* [YOUR ASSIGNMENT]:
Report each line of the data that includes the word "open".

* [SOURCE MATERIAL]:

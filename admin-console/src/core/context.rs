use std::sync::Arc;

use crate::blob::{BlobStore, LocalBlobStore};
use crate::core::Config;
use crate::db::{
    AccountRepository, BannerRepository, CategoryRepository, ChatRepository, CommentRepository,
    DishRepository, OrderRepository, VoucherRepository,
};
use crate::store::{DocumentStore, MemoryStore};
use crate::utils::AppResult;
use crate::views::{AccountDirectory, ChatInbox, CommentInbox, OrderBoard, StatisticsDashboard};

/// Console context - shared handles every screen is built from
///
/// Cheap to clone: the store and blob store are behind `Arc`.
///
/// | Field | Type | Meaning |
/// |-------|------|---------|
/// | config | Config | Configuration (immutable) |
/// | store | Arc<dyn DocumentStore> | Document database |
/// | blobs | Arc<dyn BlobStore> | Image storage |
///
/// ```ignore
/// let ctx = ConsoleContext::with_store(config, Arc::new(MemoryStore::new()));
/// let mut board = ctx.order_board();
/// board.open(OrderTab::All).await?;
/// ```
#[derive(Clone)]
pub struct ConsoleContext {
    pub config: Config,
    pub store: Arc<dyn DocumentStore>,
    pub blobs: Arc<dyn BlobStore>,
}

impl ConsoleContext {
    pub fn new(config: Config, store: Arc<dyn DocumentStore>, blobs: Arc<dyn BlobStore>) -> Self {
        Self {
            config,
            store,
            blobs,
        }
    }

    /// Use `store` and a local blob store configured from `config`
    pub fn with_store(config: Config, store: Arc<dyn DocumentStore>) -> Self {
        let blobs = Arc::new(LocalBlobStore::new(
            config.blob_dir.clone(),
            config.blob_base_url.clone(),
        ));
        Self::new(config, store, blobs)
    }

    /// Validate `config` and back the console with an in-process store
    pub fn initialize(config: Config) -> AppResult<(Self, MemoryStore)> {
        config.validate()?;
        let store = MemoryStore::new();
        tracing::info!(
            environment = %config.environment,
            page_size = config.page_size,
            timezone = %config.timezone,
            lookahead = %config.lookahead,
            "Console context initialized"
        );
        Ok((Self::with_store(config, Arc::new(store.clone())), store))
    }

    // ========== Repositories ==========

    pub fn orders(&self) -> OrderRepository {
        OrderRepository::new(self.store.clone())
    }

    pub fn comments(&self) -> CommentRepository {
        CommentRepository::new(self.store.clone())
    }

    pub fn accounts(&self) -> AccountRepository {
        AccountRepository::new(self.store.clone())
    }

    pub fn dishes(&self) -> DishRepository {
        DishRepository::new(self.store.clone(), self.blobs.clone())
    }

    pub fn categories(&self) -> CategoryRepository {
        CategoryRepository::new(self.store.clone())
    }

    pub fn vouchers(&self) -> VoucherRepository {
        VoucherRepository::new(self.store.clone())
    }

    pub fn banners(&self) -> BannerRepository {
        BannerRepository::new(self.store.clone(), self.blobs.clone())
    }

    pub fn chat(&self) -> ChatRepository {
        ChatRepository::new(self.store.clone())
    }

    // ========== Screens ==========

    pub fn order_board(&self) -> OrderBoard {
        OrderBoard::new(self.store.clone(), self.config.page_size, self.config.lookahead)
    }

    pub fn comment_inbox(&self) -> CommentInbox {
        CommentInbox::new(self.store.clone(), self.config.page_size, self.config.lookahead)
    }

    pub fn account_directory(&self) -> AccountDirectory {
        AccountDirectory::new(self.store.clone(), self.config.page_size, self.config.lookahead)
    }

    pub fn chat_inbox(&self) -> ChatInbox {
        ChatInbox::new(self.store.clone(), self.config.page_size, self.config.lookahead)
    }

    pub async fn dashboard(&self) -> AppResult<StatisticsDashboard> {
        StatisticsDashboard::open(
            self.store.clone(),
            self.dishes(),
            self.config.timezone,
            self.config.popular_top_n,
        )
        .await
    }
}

* [EXERCISE SOLUTION]:
/// board.open(OrderTab::All).await?;
        StatisticsDashboard::open(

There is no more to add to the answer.